Azure Cognitive Services
Azure provides a wide range of neural voices across many languages and regions.
interface TtsProviderConfigAzure {
provider: TtsProvider.AZURE;
language?: string; // BCP-47 format (e.g., "en-US", "de-DE")
voice?: string; // Voice name (e.g., "en-US-JennyNeural")
}Examples:
// English (US) - Female
provider: {
provider: TtsProvider.AZURE,
language: "en-US",
voice: "en-US-JennyNeural"
}
// English (GB) - Female
provider: {
provider: TtsProvider.AZURE,
language: "en-GB",
voice: "en-GB-SoniaNeural"
}
// German - Male
provider: {
provider: TtsProvider.AZURE,
language: "de-DE",
voice: "de-DE-ConradNeural"
}
// Spanish - Female
provider: {
provider: TtsProvider.AZURE,
language: "es-ES",
voice: "es-ES-ElviraNeural"
}Popular Azure Voices:
| Language | Voice Name | Gender | Description | | -------- | ------------------ | ------ | ---------------------- | | en-US | en-US-JennyNeural | Female | Friendly, professional | | en-US | en-US-GuyNeural | Male | Clear, neutral | | en-GB | en-GB-SoniaNeural | Female | British, professional | | en-GB | en-GB-RyanNeural | Male | British, friendly | | de-DE | de-DE-KatjaNeural | Female | Professional, clear | | de-DE | de-DE-ConradNeural | Male | Deep, authoritative |
Full Voice List: See Azure TTS documentation for complete list of 400+ voices in 140+ languages.
ElevenLabs
ElevenLabs provides ultra-realistic AI voices optimized for conversational use cases.
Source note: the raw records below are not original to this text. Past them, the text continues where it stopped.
use crate::error::StorageError;
use std::collections::HashMap;
use std::sync::{Arc, Mutex};

/// Capability to read and write raw string values by key in a durable,
/// synchronous, same-device store.
///
/// Implementations are injected into [`Storage`]; the reactive layer never
/// reaches for ambient persistence on its own.
pub trait StorageBackend: Send + Sync {
    /// Read the raw value under `key`, `None` if absent.
    fn read(&self, key: &str) -> Result<Option<String>, StorageError>;

    /// Write the raw value under `key`, replacing any previous value.
    fn write(&self, key: &str, value: &str) -> Result<(), StorageError>;

    /// Remove the value under `key`. Removing an absent key is not an error.
    fn delete(&self, key: &str) -> Result<(), StorageError>;
}

/// Namespaced façade over a [`StorageBackend`].
///
/// Every persisted key is stored as `{namespace}:{logicalKey}` so unrelated
/// consumers of the same backend cannot collide. The façade is cheap to
/// clone; clones share the backend.
///
/// # Examples
///
/// ```
/// use std::sync::Arc;
/// use wirestore::{MemoryBackend, Storage};
///
/// let storage = Storage::new(Arc::new(MemoryBackend::new()), "tracker");
/// storage.write("teams", "[]").unwrap();
/// assert_eq!(storage.read("teams").unwrap().as_deref(), Some("[]"));
/// ```
#[derive(Clone)]
pub struct Storage {
    backend: Arc<dyn StorageBackend>,
    namespace: String,
}

impl Storage {
    /// Wrap a backend with the process-wide namespace prefix.
    pub fn new(backend: Arc<dyn StorageBackend>, namespace: impl Into<String>) -> Self {
        Self {
            backend,
            namespace: namespace.into(),
        }
    }

    /// The namespace applied to every key.
    pub fn namespace(&self) -> &str {
        &self.namespace
    }

    /// Read the value stored under `{namespace}:{logical_key}`.
    pub fn read(&self, logical_key: &str) -> Result<Option<String>, StorageError> {
        self.backend.read(&self.storage_key(logical_key))
    }

    /// Write a value under `{namespace}:{logical_key}`.
    pub fn write(&self, logical_key: &str, value: &str) -> Result<(), StorageError> {
        self.backend.write(&self.storage_key(logical_key), value)
    }

    /// Delete the value under `{namespace}:{logical_key}`.
    pub fn delete(&self, logical_key: &str) -> Result<(), StorageError> {
        self.backend.delete(&self.storage_key(logical_key))
    }

    fn storage_key(&self, logical_key: &str) -> String {
        format!("{}:{}", self.namespace, logical_key)
    }
}

/// In-memory backend. Never fails; the test and ephemeral-session substitute.
#[derive(Default)]
pub struct MemoryBackend {
    entries: Mutex<HashMap<String, String>>,
}

impl MemoryBackend {
    pub fn new() -> Self {
        Self::default()
    }
}

impl StorageBackend for MemoryBackend {
    fn read(&self, key: &str) -> Result<Option<String>, StorageError> {
        Ok(self.entries.lock().unwrap().get(key).cloned())
    }

    fn write(&self, key: &str, value: &str) -> Result<(), StorageError> {
        self.entries
            .lock()
            .unwrap()
            .insert(key.to_string(), value.to_string());
        Ok(())
    }

    fn delete(&self, key: &str) -> Result<(), StorageError> {
        self.entries.lock().unwrap().remove(key);
        Ok(())
    }
}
interface TtsProviderConfigElevenLabs {
provider: TtsProvider.ELEVEN_LABS;
voice?: string; // Voice ID (e.g., "21m00Tcm4TlvDq8ikWAM")
}Examples:
// Using the default voice (sipgate voice — used when voice is omitted)
provider: {
provider: TtsProvider.ELEVEN_LABS
}
// Using a specific voice ID
provider: {
provider: TtsProvider.ELEVEN_LABS,
voice: "21m00Tcm4TlvDq8ikWAM" // Rachel
}Available ElevenLabs Voices:
The first entry is the default voice used when no voice is specified.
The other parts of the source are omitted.